Re: [CR]While we're talking about Treks

(Example: Humor:John Pergolizzi)

From: <OROBOYZ@aol.com>
Date: Thu, 25 Jan 2001 20:45:45 EST
Subject: Re: [CR]While we're talking about Treks
To: monkey37@bluemarble.net, classicrendezvous@bikelist.org


In a message dated 1/25/2001 5:35:22 PM Eastern Standard Time, monkey37@bluemarble.net writes:

<< After sandblasting the frame I was inspecting it and found 3 different paces with incomplete brazing, one the upper headtube lug, one at the seattube to BB juncture, and the last one on rear brake bridge. I was kinda shocked since I had just finished reading an interview with Joe Stark in the Riv Reader and he talked all about Trek's quality control. >>

Yes, let's not romanticize Treks too much. They were a relatively high production product and had as many glitches and goobers as other mass produced bikes.

I was the first representative for Trek in the Southeastern USA, when I started with them in the late 1970s my territory was from Wash, DC to the tip of Florida!

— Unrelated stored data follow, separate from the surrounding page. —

//! Handlers for the document viewer.

use axum::extract::{Path, Query, State};
use axum::http::{header, StatusCode};
use axum::response::{Html, IntoResponse, Json, Response};
use serde::Deserialize;
use tracing::warn;

use crate::store::{document_repo, download_repo, Database, DocumentFilter, ProcessedDocument};

use super::AppState;

/// Query parameters shared by the HTML page and the JSON API.
#[derive(Debug, Default, Deserialize)]
pub struct DocumentsQuery {
    /// Keyword the document's keyword list must contain.
    pub keyword: Option<String>,
    /// Status filter; absent means `processed`, `all` means no filter.
    pub status: Option<String>,
}

impl DocumentsQuery {
    /// The viewer shows successfully processed documents unless asked
    /// otherwise; `status=all` drops the filter entirely.
    fn to_filter(&self) -> DocumentFilter {
        let status = match self.status.as_deref() {
            None => Some("processed".to_string()),
            Some(s) if s.eq_ignore_ascii_case("all") => None,
            Some(s) => Some(s.to_string()),
        };

        DocumentFilter {
            keyword: self.keyword.clone().filter(|k| !k.trim().is_empty()),
            status,
        }
    }
}

/// GET / - filterable HTML table of documents.
pub async fn index(
    State(state): State<AppState>,
    Query(params): Query<DocumentsQuery>,
) -> Html<String> {
    let filter = params.to_filter();
    match document_repo::query(&state.db, &filter) {
        Ok(docs) => {
            let rows: Vec<(ProcessedDocument, Option<String>)> = docs
                .into_iter()
                .map(|doc| {
                    let source = source_url(&state.db, &doc.filename);
                    (doc, source)
                })
                .collect();
            Html(render_page(&rows, &params, None))
        }
        Err(e) => {
            warn!(error = %e, "Document query failed");
            Html(render_page(&[], &params, Some("Could not load documents")))
        }
    }
}

/// Download provenance for the table's Source column. Lookup failures
/// just leave the column blank.
fn source_url(db: &Database, filename: &str) -> Option<String> {
    download_repo::find_by_filename(db, filename)
        .ok()
        .flatten()
        .map(|row| row.source_url)
}

/// GET /api/documents - the same listing as JSON.
pub async fn api_documents(
    State(state): State<AppState>,
    Query(params): Query<DocumentsQuery>,
) -> Response {
    let filter = params.to_filter();
    match document_repo::query(&state.db, &filter) {
        Ok(docs) => Json(docs).into_response(),
        Err(e) => {
            warn!(error = %e, "Document query failed");
            StatusCode::INTERNAL_SERVER_ERROR.into_response()
        }
    }
}

/// GET /download/:filename - the stored PDF bytes.
pub async fn download(
    State(state): State<AppState>,
    Path(filename): Path<String>,
) -> Response {
    // The filename must be a bare name; anything path-like is rejected
    // before touching the filesystem.
    if !is_safe_filename(&filename) {
        return StatusCode::NOT_FOUND.into_response();
    }

    let path = state.download_dir.join(&filename);
    match tokio::fs::read(&path).await {
        Ok(bytes) => (
            [
                (header::CONTENT_TYPE, "application/pdf".to_string()),
                (
                    header::CONTENT_DISPOSITION,
                    format!("inline; filename=\"{}\"", filename),
                ),
            ],
            bytes,
        )
            .into_response(),
        Err(_) => StatusCode::NOT_FOUND.into_response(),
    }
}

/// Bare `.pdf` filenames only. No separators, no parent references.
fn is_safe_filename(name: &str) -> bool {
    !name.is_empty()
        && !name.contains('/')
        && !name.contains('\\')
        && !name.contains("..")
        && name.to_ascii_lowercase().ends_with(".pdf")
}

fn render_page(
    docs: &[(ProcessedDocument, Option<String>)],
    params: &DocumentsQuery,
    error: Option<&str>,
) -> String {
    let mut rows = String::new();
    for (doc, source) in docs {
        let keywords = doc
            .keywords
            .iter()
            .map(|k| format!("{} ({})", k.word, k.frequency))
            .collect::<Vec<_>>()
            .join(", ");
        let source_cell = match source {
            Some(url) => format!(
                "<a href=\"{url}\">{url}</a>",
                url = escape_html(url)
            ),
            None => String::new(),
        };
        rows.push_str(&format!(
            "<tr><td><a href=\"/download/{name}\">{name}</a></td>\
             <td>{status}</td><td>{pages}</td><td>{version}</td>\
             <td>{keywords}</td><td>{summary}</td><td>{source}</td></tr>\n",
            name = escape_html(&doc.filename),
            status = escape_html(doc.status.as_str()),
            pages = doc.metadata.page_count,
            version = doc.version,
            keywords = escape_html(&keywords),
            summary = escape_html(&doc.summary),
            source = source_cell,
        ));
    }

    let banner = match error {
        Some(msg) => format!("<p class=\"error\">{}</p>", escape_html(msg)),
        None => String::new(),
    };

    format!(
        "<!DOCTYPE html>\n<html>\n<head>\n<title>PDF Harvest</title>\n\
         <style>\n\
         body {{ font-family: sans-serif; margin: 2em; }}\n\
         table {{ border-collapse: collapse; width: 100%; }}\n\
         th, td {{ border: 1px solid #ccc; padding: 0.4em; text-align: left; }}\n\
         .error {{ color: #a00; }}\n\
         </style>\n</head>\n<body>\n\
         <h1>Processed documents</h1>\n\
         {banner}\
         <form method=\"get\" action=\"/\">\n\
         <label>Keyword <input name=\"keyword\" value=\"{keyword}\"></label>\n\
         <label>Status <select name=\"status\">\n\
         <option value=\"processed\"{sel_processed}>processed</option>\n\
         <option value=\"failed\"{sel_failed}>failed</option>\n\
         <option value=\"pending\"{sel_pending}>pending</option>\n\
         <option value=\"all\"{sel_all}>all</option>\n\
         </select></label>\n\
         <button type=\"submit\">Filter</button>\n\
         </form>\n\
         <p>{count} document(s)</p>\n\
         <table>\n\
         <tr><th>File</th><th>Status</th><th>Pages</th><th>Version</th>\
         <th>Keywords</th><th>Summary</th><th>Source</th></tr>\n\
         {rows}</table>\n</body>\n</html>\n",
        banner = banner,
        keyword = escape_html(params.keyword.as_deref().unwrap_or("")),
        sel_processed = selected(params, "processed"),
        sel_failed = selected(params, "failed"),
        sel_pending = selected(params, "pending"),
        sel_all = selected(params, "all"),
        count = docs.len(),
        rows = rows,
    )
}

fn selected(params: &DocumentsQuery, value: &str) -> &'static str {
    let current = params.status.as_deref().unwrap_or("processed");
    if current.eq_ignore_ascii_case(value) {
        " selected"
    } else {
        ""
    }
}

fn escape_html(input: &str) -> String {
    let mut out = String::with_capacity(input.len());
    for c in input.chars() {
        match c {
            '&' => out.push_str("&amp;"),
            '<' => out.push_str("&lt;"),
            '>' => out.push_str("&gt;"),
            '"' => out.push_str("&quot;"),
            '\'' => out.push_str("&#39;"),
            _ => out.push(c),
        }
    }
    out
}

I remember a trip to Waterloo in which we were touring the factory and in one huge room, I saw stacks & rows of frames in high high racks. I noticed they were all heavily rusted to a uniform, all-over bright reddish brown! The fellow giving the tour (Maybe Tim Isaac, ex-Match guy & now at Litespeed!) said that didn't matter as they dipped them in nearby cauldrons of striper right before they were painted.. It seemed too much to believe. Where are you when we need you, JP Weigle? (Frame Saver)

The main factory housed the frame making operations and I was interested in the bottom bracket /frame tubing assembly technique... They clamped a bottom bracket shell in a fixture, slathered everything in sight with paste flux, then had a kind of clamping gizmo that the seat or down tube were clamped into in.. the operator would grab a lever and the tube was ram rodded into the female socket of the bb shell with some heavy force! It damned well was made to fit!

But despite these seemingly crude techniques, the bikes in general did very well and I am sure a very small percentage gave trouble (Unlike the snap and pop OCLVs of later years!)